About Data Privacy and the GDPR
Mohammed Brueckner
Strategic IT-Business Interface Specialist | Microsoft Cloud Technologies Advocate | Cloud Computing, Enterprise Architecture
Data Privacy for modern day companies is like Santa Claus for kids.
Great to have around but terrifying up-close.
Let's face it, data privacy is not a cool topic. Not even by a long stretch one that would get you into entertaining discussions on a tech conference. Even just looking at it from a business perspective there is not much to dig about it (at a first glance). After all we all want to connect the dots, serve our dear customers best – you know the drill. Let's collect whatever we can about our customers, we give them a better treatment and everybody is happy. Right?

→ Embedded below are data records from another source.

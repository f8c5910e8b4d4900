//! Mapping of engine errors onto HTTP responses

use axum::{
    extract::rejection::JsonRejection,
    http::StatusCode,
    response::{IntoResponse, Response},
    Json,
};
use sensory_common::Error;
use serde_json::json;
use tracing::error;

/// Engine error wrapped for handlers
#[derive(Debug)]
pub struct ApiError(pub Error);

impl From<Error> for ApiError {
    fn from(err: Error) -> Self {
        ApiError(err)
    }
}

/// Unreadable request bodies get the same JSON error shape as engine errors
impl From<JsonRejection> for ApiError {
    fn from(rejection: JsonRejection) -> Self {
        ApiError(Error::invalid("body", rejection.body_text()))
    }
}

impl ApiError {
    pub fn status(&self) -> StatusCode {
        match &self.0 {
            Error::InvalidInput { .. } | Error::IncompleteSubmission(_) => StatusCode::BAD_REQUEST,
            Error::NotFound(_) | Error::NoAssignment { .. } => StatusCode::NOT_FOUND,
            Error::AlreadyRandomized(_)
            | Error::DuplicateEvaluation { .. }
            | Error::SubmissionInFlight { .. } => StatusCode::CONFLICT,
            Error::PersistenceFailure(_) => StatusCode::SERVICE_UNAVAILABLE,
            Error::Database(_) if self.0.is_retryable() => StatusCode::SERVICE_UNAVAILABLE,
            Error::Database(_) | Error::Io(_) | Error::Config(_) | Error::Internal(_) => {
                StatusCode::INTERNAL_SERVER_ERROR
            }
        }
    }
}

impl IntoResponse for ApiError {
    fn into_response(self) -> Response {
        let status = self.status();
        if status.is_server_error() {
            error!(kind = self.0.kind(), "Request failed: {}", self.0);
        }

        let body = Json(json!({
            "error": self.0.to_string(),
            "kind": self.0.kind(),
            "retryable": self.0.is_retryable(),
        }));

        (status, body).into_response()
    }
}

Not quite, if you are serious about putting your customers into the centre of everything. People are not indifferent about the use of their data at all. 89% of consumers actually want to know how companies keep their personal information secure, 86% insist they should know then their data is passed to 3rd parties. eConsultancy states in fact that data privacy is a mega-trend marketers need to be on top of.

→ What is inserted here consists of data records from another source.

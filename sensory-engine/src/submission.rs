//! Submission payloads and their validation
//!
//! Rating values arrive as arbitrary JSON so a malformed one (a float, a
//! string) is classified here rather than failing body extraction;
//! everything past [`validate`] works with bounded
//! [`HedonicScore`]/[`JarScore`] values.

use std::collections::{BTreeMap, HashSet};

use serde::{Deserialize, Serialize};
use serde_json::Value;
use sensory_common::config::JarRangePolicy;
use sensory_common::ratings::{HEDONIC_MAX, HEDONIC_MIN, JAR_MAX, JAR_MIN};
use sensory_common::{Error, HedonicAttribute, HedonicScale, HedonicScore, JarAttribute, JarScore, Result};
use tracing::warn;
use uuid::Uuid;

/// Raw hedonic ratings as submitted; every field is required
///
/// `null` counts as missing.
#[derive(Debug, Clone, Default, PartialEq, Serialize, Deserialize)]
pub struct HedonicInput {
    pub appearance: Option<Value>,
    pub aroma: Option<Value>,
    pub flavor: Option<Value>,
    pub texture: Option<Value>,
    pub overall: Option<Value>,
}

impl HedonicInput {
    pub fn get(&self, attribute: HedonicAttribute) -> Option<&Value> {
        match attribute {
            HedonicAttribute::Appearance => self.appearance.as_ref(),
            HedonicAttribute::Aroma => self.aroma.as_ref(),
            HedonicAttribute::Flavor => self.flavor.as_ref(),
            HedonicAttribute::Texture => self.texture.as_ref(),
            HedonicAttribute::Overall => self.overall.as_ref(),
        }
    }
}

/// One evaluator's answers for one sample, as received
#[derive(Debug, Clone, Default, PartialEq, Serialize, Deserialize)]
pub struct EvaluationPayload {
    #[serde(default)]
    pub hedonic: HedonicInput,
    /// JAR attribute id -> rating
    #[serde(default)]
    pub jar: BTreeMap<Uuid, Value>,
}

/// A JAR rating discarded under [`JarRangePolicy::Drop`]
#[derive(Debug, Clone, PartialEq, Serialize)]
pub struct DroppedRating {
    pub attribute_id: Uuid,
    pub value: Value,
    pub reason: String,
}

/// Ratings that passed validation
#[derive(Debug, Clone, PartialEq)]
pub struct ValidatedRatings {
    pub hedonic: HedonicScale,
    pub jar: BTreeMap<Uuid, JarScore>,
    pub dropped: Vec<DroppedRating>,
}

/// Validate a payload against the product type's JAR attributes
///
/// Missing hedonic fields fail with `IncompleteSubmission`; non-integer or
/// out-of-range hedonic values with `InvalidInput`. JAR ratings that are not
/// integers, are out of range or name an unknown attribute are dropped or
/// rejected according to `policy`.
pub fn validate(
    payload: &EvaluationPayload,
    attributes: &[JarAttribute],
    policy: JarRangePolicy,
) -> Result<ValidatedRatings> {
    let hedonic = HedonicScale {
        appearance: hedonic_score(payload, HedonicAttribute::Appearance)?,
        aroma: hedonic_score(payload, HedonicAttribute::Aroma)?,
        flavor: hedonic_score(payload, HedonicAttribute::Flavor)?,
        texture: hedonic_score(payload, HedonicAttribute::Texture)?,
        overall: hedonic_score(payload, HedonicAttribute::Overall)?,
    };

    let known: HashSet<Uuid> = attributes.iter().map(|a| a.id).collect();
    let mut jar = BTreeMap::new();
    let mut dropped = Vec::new();

    for (&attribute_id, value) in &payload.jar {
        let score = if !known.contains(&attribute_id) {
            Err("unknown attribute for this product type".to_string())
        } else {
            match value.as_i64() {
                Some(n) if (JAR_MIN..=JAR_MAX).contains(&n) => Ok(n),
                Some(n) => Err(format!("must be between {JAR_MIN} and {JAR_MAX}, got {n}")),
                None => Err(format!(
                    "must be an integer between {JAR_MIN} and {JAR_MAX}, got {value}"
                )),
            }
        };

        match (score, policy) {
            (Ok(n), _) => {
                jar.insert(attribute_id, JarScore::try_from(n)?);
            }
            (Err(reason), JarRangePolicy::Reject) => {
                return Err(Error::invalid(format!("jar.{attribute_id}"), reason));
            }
            (Err(reason), JarRangePolicy::Drop) => {
                warn!(attribute = %attribute_id, %value, %reason, "Dropping JAR rating");
                dropped.push(DroppedRating {
                    attribute_id,
                    value: value.clone(),
                    reason,
                });
            }
        }
    }

    Ok(ValidatedRatings {
        hedonic,
        jar,
        dropped,
    })
}

fn hedonic_score(payload: &EvaluationPayload, attribute: HedonicAttribute) -> Result<HedonicScore> {
    let field = format!("hedonic.{}", attribute.name());
    let raw = payload
        .hedonic
        .get(attribute)
        .ok_or_else(|| Error::IncompleteSubmission(field.clone()))?;

    let Some(value) = raw.as_i64() else {
        return Err(Error::invalid(
            field,
            format!("must be an integer between {HEDONIC_MIN} and {HEDONIC_MAX}, got {raw}"),
        ));
    };

    HedonicScore::try_from(value).map_err(|_| {
        Error::invalid(
            field,
            format!("must be between {HEDONIC_MIN} and {HEDONIC_MAX}, got {value}"),
        )
    })
}

#[cfg(test)]
mod tests {
    use super::*;
    use serde_json::json;

    fn full_hedonic() -> HedonicInput {
        HedonicInput {
            appearance: Some(json!(7)),
            aroma: Some(json!(6)),
            flavor: Some(json!(8)),
            texture: Some(json!(5)),
            overall: Some(json!(9)),
        }
    }

    fn attribute(name: &str) -> JarAttribute {
        JarAttribute {
            id: Uuid::new_v4(),
            product_type_id: Uuid::nil(),
            name: name.to_string(),
            labels: [
                "Much too weak".into(),
                "Too weak".into(),
                "Just about right".into(),
                "Too strong".into(),
                "Much too strong".into(),
            ],
            display_order: 0,
        }
    }

    #[test]
    fn test_valid_payload() {
        let sweetness = attribute("Sweetness");
        let payload = EvaluationPayload {
            hedonic: full_hedonic(),
            jar: [(sweetness.id, json!(3))].into_iter().collect(),
        };

        let ratings = validate(&payload, &[sweetness.clone()], JarRangePolicy::Drop).unwrap();
        assert_eq!(ratings.hedonic.overall.value(), 9);
        assert_eq!(ratings.jar[&sweetness.id].value(), 3);
        assert!(ratings.dropped.is_empty());
    }

    #[test]
    fn test_missing_hedonic_field_is_incomplete() {
        let mut hedonic = full_hedonic();
        hedonic.texture = None;
        let payload = EvaluationPayload {
            hedonic,
            jar: BTreeMap::new(),
        };

        let err = validate(&payload, &[], JarRangePolicy::Drop).unwrap_err();
        assert!(matches!(err, Error::IncompleteSubmission(ref f) if f == "hedonic.texture"));
    }

    #[test]
    fn test_out_of_range_hedonic_names_field_and_bound() {
        let mut hedonic = full_hedonic();
        hedonic.aroma = Some(json!(10));
        let payload = EvaluationPayload {
            hedonic,
            jar: BTreeMap::new(),
        };

        let err = validate(&payload, &[], JarRangePolicy::Drop).unwrap_err();
        match err {
            Error::InvalidInput { field, reason } => {
                assert_eq!(field, "hedonic.aroma");
                assert!(reason.contains("between 1 and 9"));
            }
            other => panic!("unexpected error: {other}"),
        }
    }

    #[test]
    fn test_out_of_range_jar_dropped_under_drop_policy() {
        let salt = attribute("Saltiness");
        let sweet = attribute("Sweetness");
        let payload = EvaluationPayload {
            hedonic: full_hedonic(),
            jar: [(salt.id, json!(6)), (sweet.id, json!(2))].into_iter().collect(),
        };

        let ratings = validate(&payload, &[salt.clone(), sweet.clone()], JarRangePolicy::Drop).unwrap();
        assert_eq!(ratings.jar.len(), 1);
        assert_eq!(ratings.jar[&sweet.id].value(), 2);
        assert_eq!(ratings.dropped.len(), 1);
        assert_eq!(ratings.dropped[0].attribute_id, salt.id);
        assert_eq!(ratings.dropped[0].value, json!(6));
    }

    #[test]
    fn test_out_of_range_jar_rejected_under_reject_policy() {
        let salt = attribute("Saltiness");
        let payload = EvaluationPayload {
            hedonic: full_hedonic(),
            jar: [(salt.id, json!(0))].into_iter().collect(),
        };

        let err = validate(&payload, &[salt], JarRangePolicy::Reject).unwrap_err();
        assert!(matches!(err, Error::InvalidInput { .. }));
    }

    #[test]
    fn test_unknown_jar_attribute_dropped() {
        let payload = EvaluationPayload {
            hedonic: full_hedonic(),
            jar: [(Uuid::new_v4(), json!(3))].into_iter().collect(),
        };

        let ratings = validate(&payload, &[], JarRangePolicy::Drop).unwrap();
        assert!(ratings.jar.is_empty());
        assert_eq!(ratings.dropped.len(), 1);
    }

    #[test]
    fn test_payload_deserializes_with_missing_sections() {
        let payload: EvaluationPayload =
            serde_json::from_str(r#"{"hedonic": {"appearance": 5}}"#).unwrap();
        assert_eq!(payload.hedonic.appearance, Some(json!(5)));
        assert!(payload.hedonic.overall.is_none());
        assert!(payload.jar.is_empty());
    }

    #[test]
    fn test_non_integer_hedonic_is_invalid_input() {
        for bad in [json!(7.5), json!("seven"), json!([7])] {
            let mut hedonic = full_hedonic();
            hedonic.flavor = Some(bad);
            let payload = EvaluationPayload {
                hedonic,
                jar: BTreeMap::new(),
            };

            match validate(&payload, &[], JarRangePolicy::Drop).unwrap_err() {
                Error::InvalidInput { field, reason } => {
                    assert_eq!(field, "hedonic.flavor");
                    assert!(reason.contains("integer between 1 and 9"));
                }
                other => panic!("unexpected error: {other}"),
            }
        }
    }

    #[test]
    fn test_null_hedonic_is_incomplete() {
        let payload: EvaluationPayload = serde_json::from_value(json!({
            "hedonic": { "appearance": 5, "aroma": 5, "flavor": null, "texture": 5, "overall": 5 }
        }))
        .unwrap();

        let err = validate(&payload, &[], JarRangePolicy::Drop).unwrap_err();
        assert!(matches!(err, Error::IncompleteSubmission(ref f) if f == "hedonic.flavor"));
    }

    #[test]
    fn test_non_integer_jar_follows_policy() {
        let salt = attribute("Saltiness");
        let payload = EvaluationPayload {
            hedonic: full_hedonic(),
            jar: [(salt.id, json!(3.5))].into_iter().collect(),
        };

        let ratings = validate(&payload, &[salt.clone()], JarRangePolicy::Drop).unwrap();
        assert!(ratings.jar.is_empty());
        assert_eq!(ratings.dropped[0].value, json!(3.5));
        assert!(ratings.dropped[0].reason.contains("integer"));

        let err = validate(&payload, &[salt.clone()], JarRangePolicy::Reject).unwrap_err();
        assert!(matches!(err, Error::InvalidInput { ref field, .. } if *field == format!("jar.{}", salt.id)));
    }
}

What it all translates to is trust. If you check out the certifications of top 3 cloud computing vendors out there you'll quickly conclude all of them have to pour incredible heaps of money and effort into getting all the IT Security and data privacy certifications under the sun to prove they are getting it right. Fail to show you care about the data of your clients and you only prove to show you do not care about your clients.

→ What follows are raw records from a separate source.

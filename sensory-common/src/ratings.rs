//! Bounded rating values
//!
//! Hedonic ratings use a 9-point liking scale, just-about-right (JAR)
//! ratings a 5-point scale centred on 3. Both are only constructible
//! through `TryFrom`, so any value held by the engine is in range.

use serde::{Deserialize, Serialize};

use crate::{Error, Result};

/// Lowest and highest hedonic rating
pub const HEDONIC_MIN: i64 = 1;
pub const HEDONIC_MAX: i64 = 9;

/// Lowest and highest JAR rating
pub const JAR_MIN: i64 = 1;
pub const JAR_MAX: i64 = 5;

/// Number of JAR buckets (one per scale point)
pub const JAR_POINTS: usize = 5;

/// A hedonic rating in 1..=9
#[derive(Debug, Clone, Copy, PartialEq, Eq, PartialOrd, Ord, Hash, Serialize, Deserialize)]
#[serde(try_from = "i64", into = "i64")]
pub struct HedonicScore(u8);

impl HedonicScore {
    pub fn value(self) -> u8 {
        self.0
    }
}

impl TryFrom<i64> for HedonicScore {
    type Error = Error;

    fn try_from(value: i64) -> Result<Self> {
        if (HEDONIC_MIN..=HEDONIC_MAX).contains(&value) {
            Ok(Self(value as u8))
        } else {
            Err(Error::invalid(
                "hedonic",
                format!("must be between {HEDONIC_MIN} and {HEDONIC_MAX}, got {value}"),
            ))
        }
    }
}

impl From<HedonicScore> for i64 {
    fn from(score: HedonicScore) -> Self {
        score.0 as i64
    }
}

/// A just-about-right rating in 1..=5 (3 = just about right)
#[derive(Debug, Clone, Copy, PartialEq, Eq, PartialOrd, Ord, Hash, Serialize, Deserialize)]
#[serde(try_from = "i64", into = "i64")]
pub struct JarScore(u8);

impl JarScore {
    pub fn value(self) -> u8 {
        self.0
    }

    /// Zero-based bucket index in a 5-point distribution
    pub fn bucket(self) -> usize {
        (self.0 - 1) as usize
    }
}

impl TryFrom<i64> for JarScore {
    type Error = Error;

    fn try_from(value: i64) -> Result<Self> {
        if (JAR_MIN..=JAR_MAX).contains(&value) {
            Ok(Self(value as u8))
        } else {
            Err(Error::invalid(
                "jar",
                format!("must be between {JAR_MIN} and {JAR_MAX}, got {value}"),
            ))
        }
    }
}

impl From<JarScore> for i64 {
    fn from(score: JarScore) -> Self {
        score.0 as i64
    }
}

/// The five attributes rated on the hedonic scale
#[derive(Debug, Clone, Copy, PartialEq, Eq, PartialOrd, Ord, Hash, Serialize, Deserialize)]
#[serde(rename_all = "snake_case")]
pub enum HedonicAttribute {
    Appearance,
    Aroma,
    Flavor,
    Texture,
    Overall,
}

impl HedonicAttribute {
    /// All attributes in questionnaire order
    pub const ALL: [HedonicAttribute; 5] = [
        HedonicAttribute::Appearance,
        HedonicAttribute::Aroma,
        HedonicAttribute::Flavor,
        HedonicAttribute::Texture,
        HedonicAttribute::Overall,
    ];

    /// Column / field name
    pub fn name(self) -> &'static str {
        match self {
            HedonicAttribute::Appearance => "appearance",
            HedonicAttribute::Aroma => "aroma",
            HedonicAttribute::Flavor => "flavor",
            HedonicAttribute::Texture => "texture",
            HedonicAttribute::Overall => "overall",
        }
    }
}

/// One evaluator's complete hedonic ratings for one sample
#[derive(Debug, Clone, Copy, PartialEq, Eq, Serialize, Deserialize)]
pub struct HedonicScale {
    pub appearance: HedonicScore,
    pub aroma: HedonicScore,
    pub flavor: HedonicScore,
    pub texture: HedonicScore,
    pub overall: HedonicScore,
}

impl HedonicScale {
    pub fn get(&self, attribute: HedonicAttribute) -> HedonicScore {
        match attribute {
            HedonicAttribute::Appearance => self.appearance,
            HedonicAttribute::Aroma => self.aroma,
            HedonicAttribute::Flavor => self.flavor,
            HedonicAttribute::Texture => self.texture,
            HedonicAttribute::Overall => self.overall,
        }
    }
}

#[cfg(test)]
mod tests {
    use super::*;

    #[test]
    fn test_hedonic_bounds() {
        assert!(HedonicScore::try_from(0).is_err());
        assert_eq!(HedonicScore::try_from(1).unwrap().value(), 1);
        assert_eq!(HedonicScore::try_from(9).unwrap().value(), 9);
        assert!(HedonicScore::try_from(10).is_err());
    }

    #[test]
    fn test_jar_bounds_and_bucket() {
        assert!(JarScore::try_from(0).is_err());
        assert!(JarScore::try_from(6).is_err());
        assert_eq!(JarScore::try_from(1).unwrap().bucket(), 0);
        assert_eq!(JarScore::try_from(5).unwrap().bucket(), 4);
    }

    #[test]
    fn test_deserialize_rejects_out_of_range() {
        assert!(serde_json::from_str::<HedonicScore>("7").is_ok());
        assert!(serde_json::from_str::<HedonicScore>("11").is_err());
        assert!(serde_json::from_str::<JarScore>("-1").is_err());
    }

    #[test]
    fn test_attribute_names_follow_questionnaire_order() {
        let names: Vec<_> = HedonicAttribute::ALL.iter().map(|a| a.name()).collect();
        assert_eq!(names, ["appearance", "aroma", "flavor", "texture", "overall"]);
    }
}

The other side of the coin that is not user experience related but very relevant for sure as well are the legal repercussions that come with new data protection regulations, everywhere around the globe. In Europe first thing that comes to mind is of course the famous GDPR kicking in by May 2018.
More on that later, let's establish something fundamental first.
There is no privacy where there is no security
There is a reason why I am mentioning IT Security and protecting data in one go. Data protection is all about a promise you make about securing consumer data that needs to be secured to an extent depending on its very nature. Of course this promise needs to be backed up by evidence – your understanding of the matter and policies you create that revolve around that understanding. Policies and guide lines only take you so far, however, if your enterprise architecture encompassing data, applications, technology (including integrations) domains is not carefully protected by technical means. So any serious data protection discussion needs to account for IT security. Practically that means legal experts and IT experts need to join forces in order to make it really happen. Luckily, there is great support from all directions for IT security, more on that later.
Less is more
When it comes to be on the safe side of things, you want to make sure to stick to the very least amount of sensitive data possible. Relationships still need to be built, yet you can always abstract everything away by means of "hashing" or, less secure, "encrypting". Masking means replacing actual data with alphanumerical gibberish that cannot be turned into the original data, while encryption allows to do that. Encryption is not encryption however so things can be more or less complex, suffice to say that encryption is advisable as default while not having any sensitive data sticking around should be you very aim. That completely clashes and collides with the whole notion of being consumer centric and acting targeted of course, we'd all tend to believe. Yet think again – what you really want to do is deliver the right message to the right audience at the right time. For most interactions you can easily get away with certain traits and anonymous personas of your target audience. Context in these cases matters arguably more than knowing the actual full vita of your customer. Acknowledged, having only an abstract understanding of your consumers will not be good enough at all times, the message here is only that by the time you introduce Personal Identifiable Information (PII) you will enter a realm of calm and caution and you need to deal with it. Adding greatly to pretty much every consumer related process. Hence it has to be worth it, literally. And numerically, on a budget and cost sheet and for your next P&L discussions. No matter what decision you take, do yourself a favour and be always ready to answer the three golden questions as far as protecting sensitive data goes.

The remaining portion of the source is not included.